- **TASK TO CARRY OUT**:
Report each line from the entries in which "DeletedProducts" can be found.

──────

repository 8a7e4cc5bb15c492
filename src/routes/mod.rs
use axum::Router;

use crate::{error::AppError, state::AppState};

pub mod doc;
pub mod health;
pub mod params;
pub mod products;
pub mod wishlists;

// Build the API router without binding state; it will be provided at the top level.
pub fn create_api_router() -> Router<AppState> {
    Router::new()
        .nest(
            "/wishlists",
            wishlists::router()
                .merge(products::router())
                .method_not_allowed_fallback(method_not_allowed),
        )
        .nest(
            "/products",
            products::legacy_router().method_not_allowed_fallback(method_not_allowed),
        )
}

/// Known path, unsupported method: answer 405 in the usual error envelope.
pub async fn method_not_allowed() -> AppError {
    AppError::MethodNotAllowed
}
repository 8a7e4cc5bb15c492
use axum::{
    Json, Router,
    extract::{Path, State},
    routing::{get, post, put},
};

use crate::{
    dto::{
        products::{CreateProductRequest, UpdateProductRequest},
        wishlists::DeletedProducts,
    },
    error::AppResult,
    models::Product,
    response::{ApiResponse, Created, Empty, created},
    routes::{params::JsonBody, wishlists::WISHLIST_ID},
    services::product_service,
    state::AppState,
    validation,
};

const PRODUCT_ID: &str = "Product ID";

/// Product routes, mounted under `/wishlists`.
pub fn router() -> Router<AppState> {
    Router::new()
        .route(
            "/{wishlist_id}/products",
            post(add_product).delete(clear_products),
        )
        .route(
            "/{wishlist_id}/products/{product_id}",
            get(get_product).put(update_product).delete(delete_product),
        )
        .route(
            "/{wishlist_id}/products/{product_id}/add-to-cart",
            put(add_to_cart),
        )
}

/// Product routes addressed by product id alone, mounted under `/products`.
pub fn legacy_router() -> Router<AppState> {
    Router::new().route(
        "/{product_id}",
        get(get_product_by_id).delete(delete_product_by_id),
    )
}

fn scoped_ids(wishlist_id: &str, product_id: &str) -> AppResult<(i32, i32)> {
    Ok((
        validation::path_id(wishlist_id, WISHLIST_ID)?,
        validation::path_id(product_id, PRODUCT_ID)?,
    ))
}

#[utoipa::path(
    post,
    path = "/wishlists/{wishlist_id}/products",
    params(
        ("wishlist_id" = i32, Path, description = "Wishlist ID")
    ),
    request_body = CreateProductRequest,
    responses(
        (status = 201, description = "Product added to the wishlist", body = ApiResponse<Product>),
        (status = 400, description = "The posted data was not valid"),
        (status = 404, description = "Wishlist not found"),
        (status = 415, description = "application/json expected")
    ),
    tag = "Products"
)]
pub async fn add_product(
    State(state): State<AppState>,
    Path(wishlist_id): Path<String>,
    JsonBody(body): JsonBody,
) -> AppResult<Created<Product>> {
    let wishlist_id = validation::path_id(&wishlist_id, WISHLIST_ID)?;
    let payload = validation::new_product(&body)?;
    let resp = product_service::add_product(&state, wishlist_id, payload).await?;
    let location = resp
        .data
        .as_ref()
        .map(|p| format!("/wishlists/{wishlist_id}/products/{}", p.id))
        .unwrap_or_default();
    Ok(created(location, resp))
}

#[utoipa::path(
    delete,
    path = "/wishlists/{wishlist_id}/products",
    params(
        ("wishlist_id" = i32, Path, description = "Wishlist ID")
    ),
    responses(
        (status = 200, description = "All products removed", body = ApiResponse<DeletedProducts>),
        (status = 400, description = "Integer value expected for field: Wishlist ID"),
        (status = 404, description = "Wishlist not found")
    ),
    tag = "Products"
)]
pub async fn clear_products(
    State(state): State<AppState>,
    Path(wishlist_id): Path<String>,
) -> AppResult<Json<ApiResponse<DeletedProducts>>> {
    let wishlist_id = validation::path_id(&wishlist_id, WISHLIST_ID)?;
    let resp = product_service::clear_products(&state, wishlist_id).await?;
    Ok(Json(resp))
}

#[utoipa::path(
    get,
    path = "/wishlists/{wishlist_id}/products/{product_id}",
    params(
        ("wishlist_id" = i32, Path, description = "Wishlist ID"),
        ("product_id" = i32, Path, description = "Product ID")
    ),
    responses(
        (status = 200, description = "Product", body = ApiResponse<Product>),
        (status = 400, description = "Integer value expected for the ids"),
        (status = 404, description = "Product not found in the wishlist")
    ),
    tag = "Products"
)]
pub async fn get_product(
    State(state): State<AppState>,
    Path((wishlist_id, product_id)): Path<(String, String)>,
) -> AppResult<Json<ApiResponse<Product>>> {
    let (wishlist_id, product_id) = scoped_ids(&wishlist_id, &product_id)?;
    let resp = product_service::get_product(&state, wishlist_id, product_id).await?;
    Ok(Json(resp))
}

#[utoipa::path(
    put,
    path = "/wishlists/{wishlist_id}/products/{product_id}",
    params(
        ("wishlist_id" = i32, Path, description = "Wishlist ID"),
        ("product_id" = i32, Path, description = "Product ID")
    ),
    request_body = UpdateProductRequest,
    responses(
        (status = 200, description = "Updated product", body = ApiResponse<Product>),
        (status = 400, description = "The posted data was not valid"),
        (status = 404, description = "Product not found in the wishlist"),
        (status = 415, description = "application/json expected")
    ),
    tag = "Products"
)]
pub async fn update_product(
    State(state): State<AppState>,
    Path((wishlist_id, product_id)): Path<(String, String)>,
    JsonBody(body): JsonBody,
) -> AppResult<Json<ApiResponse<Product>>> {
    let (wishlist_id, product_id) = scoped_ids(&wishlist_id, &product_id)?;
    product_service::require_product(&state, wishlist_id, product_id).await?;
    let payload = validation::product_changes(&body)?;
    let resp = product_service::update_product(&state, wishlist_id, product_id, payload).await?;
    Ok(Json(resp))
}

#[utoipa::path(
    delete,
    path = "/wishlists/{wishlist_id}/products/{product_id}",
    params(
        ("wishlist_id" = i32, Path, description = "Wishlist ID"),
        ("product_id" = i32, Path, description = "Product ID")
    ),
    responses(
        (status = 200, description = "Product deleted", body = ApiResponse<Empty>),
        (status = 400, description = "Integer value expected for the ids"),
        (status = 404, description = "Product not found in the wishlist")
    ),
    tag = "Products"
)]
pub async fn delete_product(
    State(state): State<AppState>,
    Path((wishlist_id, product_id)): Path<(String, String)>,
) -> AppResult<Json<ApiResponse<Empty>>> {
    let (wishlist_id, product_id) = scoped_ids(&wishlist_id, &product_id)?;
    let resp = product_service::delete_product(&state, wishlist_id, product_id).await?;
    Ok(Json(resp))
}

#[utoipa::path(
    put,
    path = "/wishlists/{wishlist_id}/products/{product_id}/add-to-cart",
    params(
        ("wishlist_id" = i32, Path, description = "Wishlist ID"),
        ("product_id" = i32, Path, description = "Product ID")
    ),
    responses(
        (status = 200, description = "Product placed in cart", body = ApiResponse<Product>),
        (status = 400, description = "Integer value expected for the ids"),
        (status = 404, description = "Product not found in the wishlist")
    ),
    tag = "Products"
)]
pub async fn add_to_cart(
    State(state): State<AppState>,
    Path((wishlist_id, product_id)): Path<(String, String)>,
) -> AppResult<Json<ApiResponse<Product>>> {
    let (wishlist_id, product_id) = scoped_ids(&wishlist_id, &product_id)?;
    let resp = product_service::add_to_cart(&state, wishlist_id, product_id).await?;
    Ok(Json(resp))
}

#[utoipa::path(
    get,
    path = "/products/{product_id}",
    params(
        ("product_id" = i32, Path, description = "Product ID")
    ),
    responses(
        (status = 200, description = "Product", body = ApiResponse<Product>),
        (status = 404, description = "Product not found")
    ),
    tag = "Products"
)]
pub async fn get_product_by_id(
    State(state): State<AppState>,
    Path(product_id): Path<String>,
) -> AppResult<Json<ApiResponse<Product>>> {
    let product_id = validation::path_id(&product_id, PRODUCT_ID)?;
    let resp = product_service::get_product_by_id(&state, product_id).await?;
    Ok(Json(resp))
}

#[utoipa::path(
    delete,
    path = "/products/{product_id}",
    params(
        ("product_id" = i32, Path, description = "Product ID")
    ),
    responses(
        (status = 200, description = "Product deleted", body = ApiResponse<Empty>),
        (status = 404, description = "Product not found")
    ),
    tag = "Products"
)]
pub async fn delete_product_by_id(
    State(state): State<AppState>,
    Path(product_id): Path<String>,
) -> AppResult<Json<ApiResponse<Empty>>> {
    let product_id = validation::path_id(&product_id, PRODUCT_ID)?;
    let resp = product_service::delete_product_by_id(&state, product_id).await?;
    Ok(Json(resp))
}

──────

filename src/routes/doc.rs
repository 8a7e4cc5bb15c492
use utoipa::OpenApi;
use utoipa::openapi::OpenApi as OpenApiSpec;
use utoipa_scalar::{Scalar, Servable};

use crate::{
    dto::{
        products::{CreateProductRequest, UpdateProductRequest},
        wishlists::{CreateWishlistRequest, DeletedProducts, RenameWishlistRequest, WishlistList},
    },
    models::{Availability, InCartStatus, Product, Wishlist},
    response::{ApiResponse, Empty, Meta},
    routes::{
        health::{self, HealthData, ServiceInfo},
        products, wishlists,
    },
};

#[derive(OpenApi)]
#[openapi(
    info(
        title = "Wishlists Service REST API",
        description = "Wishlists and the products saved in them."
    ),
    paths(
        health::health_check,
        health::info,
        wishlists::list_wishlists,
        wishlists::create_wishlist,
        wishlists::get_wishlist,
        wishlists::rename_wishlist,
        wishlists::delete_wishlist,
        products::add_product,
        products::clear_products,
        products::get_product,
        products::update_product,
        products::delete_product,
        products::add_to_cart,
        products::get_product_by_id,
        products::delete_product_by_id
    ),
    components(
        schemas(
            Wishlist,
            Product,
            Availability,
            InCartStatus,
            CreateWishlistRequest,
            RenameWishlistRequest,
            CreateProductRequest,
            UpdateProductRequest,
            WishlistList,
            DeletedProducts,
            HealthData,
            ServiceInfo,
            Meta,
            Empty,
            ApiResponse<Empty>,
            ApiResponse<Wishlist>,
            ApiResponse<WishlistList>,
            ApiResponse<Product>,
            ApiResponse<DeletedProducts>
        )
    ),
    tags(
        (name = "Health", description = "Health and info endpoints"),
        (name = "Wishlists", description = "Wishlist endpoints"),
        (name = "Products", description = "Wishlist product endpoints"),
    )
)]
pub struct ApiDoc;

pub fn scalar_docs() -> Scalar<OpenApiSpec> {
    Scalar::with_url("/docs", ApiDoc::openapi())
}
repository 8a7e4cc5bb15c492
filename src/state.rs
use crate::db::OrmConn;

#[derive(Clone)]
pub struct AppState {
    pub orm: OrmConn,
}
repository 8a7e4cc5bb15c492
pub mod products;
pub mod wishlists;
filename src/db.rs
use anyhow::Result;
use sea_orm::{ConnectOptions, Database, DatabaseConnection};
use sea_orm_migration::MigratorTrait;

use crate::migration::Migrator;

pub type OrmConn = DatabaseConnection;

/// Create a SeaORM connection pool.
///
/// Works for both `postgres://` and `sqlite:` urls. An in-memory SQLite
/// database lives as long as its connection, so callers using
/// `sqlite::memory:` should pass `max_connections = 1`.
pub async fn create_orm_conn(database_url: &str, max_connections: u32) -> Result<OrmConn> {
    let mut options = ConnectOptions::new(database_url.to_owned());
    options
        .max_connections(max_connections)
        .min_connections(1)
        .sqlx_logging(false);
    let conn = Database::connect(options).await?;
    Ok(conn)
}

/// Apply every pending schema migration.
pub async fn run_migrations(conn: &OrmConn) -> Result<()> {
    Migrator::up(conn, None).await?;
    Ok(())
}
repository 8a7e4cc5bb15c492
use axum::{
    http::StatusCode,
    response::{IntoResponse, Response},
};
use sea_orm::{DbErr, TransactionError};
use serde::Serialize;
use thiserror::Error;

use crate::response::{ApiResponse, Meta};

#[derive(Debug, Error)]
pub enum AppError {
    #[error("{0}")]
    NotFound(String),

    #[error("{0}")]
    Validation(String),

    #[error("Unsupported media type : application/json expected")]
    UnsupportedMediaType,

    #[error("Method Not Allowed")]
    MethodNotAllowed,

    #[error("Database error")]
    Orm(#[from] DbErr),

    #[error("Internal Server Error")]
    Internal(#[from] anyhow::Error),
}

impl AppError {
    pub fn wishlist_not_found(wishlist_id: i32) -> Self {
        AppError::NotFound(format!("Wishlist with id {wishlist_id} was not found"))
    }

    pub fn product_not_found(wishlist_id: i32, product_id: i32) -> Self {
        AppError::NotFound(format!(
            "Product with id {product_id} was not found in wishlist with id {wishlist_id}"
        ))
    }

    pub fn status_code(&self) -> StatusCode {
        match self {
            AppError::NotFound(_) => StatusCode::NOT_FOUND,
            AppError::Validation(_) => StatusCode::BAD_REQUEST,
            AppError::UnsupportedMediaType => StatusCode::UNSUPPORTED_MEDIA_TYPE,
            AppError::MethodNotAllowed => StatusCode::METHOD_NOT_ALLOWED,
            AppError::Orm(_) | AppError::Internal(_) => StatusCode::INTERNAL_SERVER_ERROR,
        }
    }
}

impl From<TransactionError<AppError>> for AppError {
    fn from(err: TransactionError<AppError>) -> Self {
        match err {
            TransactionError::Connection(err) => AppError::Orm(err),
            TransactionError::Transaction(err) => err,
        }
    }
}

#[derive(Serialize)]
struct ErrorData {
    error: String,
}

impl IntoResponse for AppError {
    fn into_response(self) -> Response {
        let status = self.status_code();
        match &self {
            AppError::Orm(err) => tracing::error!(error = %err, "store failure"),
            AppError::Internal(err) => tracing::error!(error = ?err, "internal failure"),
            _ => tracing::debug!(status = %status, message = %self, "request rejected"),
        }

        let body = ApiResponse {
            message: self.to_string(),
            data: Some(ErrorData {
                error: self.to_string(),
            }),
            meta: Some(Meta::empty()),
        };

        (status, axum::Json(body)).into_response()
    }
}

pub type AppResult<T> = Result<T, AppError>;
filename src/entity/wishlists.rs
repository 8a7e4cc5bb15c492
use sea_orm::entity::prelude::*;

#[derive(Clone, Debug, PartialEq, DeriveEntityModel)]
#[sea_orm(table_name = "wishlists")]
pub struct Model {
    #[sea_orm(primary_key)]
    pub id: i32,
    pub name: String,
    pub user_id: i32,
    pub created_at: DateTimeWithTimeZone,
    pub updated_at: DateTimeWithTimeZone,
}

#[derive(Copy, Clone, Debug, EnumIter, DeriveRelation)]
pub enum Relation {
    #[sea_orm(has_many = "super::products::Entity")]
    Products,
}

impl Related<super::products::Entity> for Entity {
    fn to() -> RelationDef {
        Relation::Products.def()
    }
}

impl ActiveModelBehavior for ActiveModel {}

──────

- **RESPONSE BOX**:
        wishlists::DeletedProducts,
        (status = 200, description = "All products removed", body = ApiResponse<DeletedProducts>),
) -> AppResult<Json<ApiResponse<DeletedProducts>>> {
        wishlists::{CreateWishlistRequest, DeletedProducts, RenameWishlistRequest, WishlistList},
            DeletedProducts,
            ApiResponse<DeletedProducts>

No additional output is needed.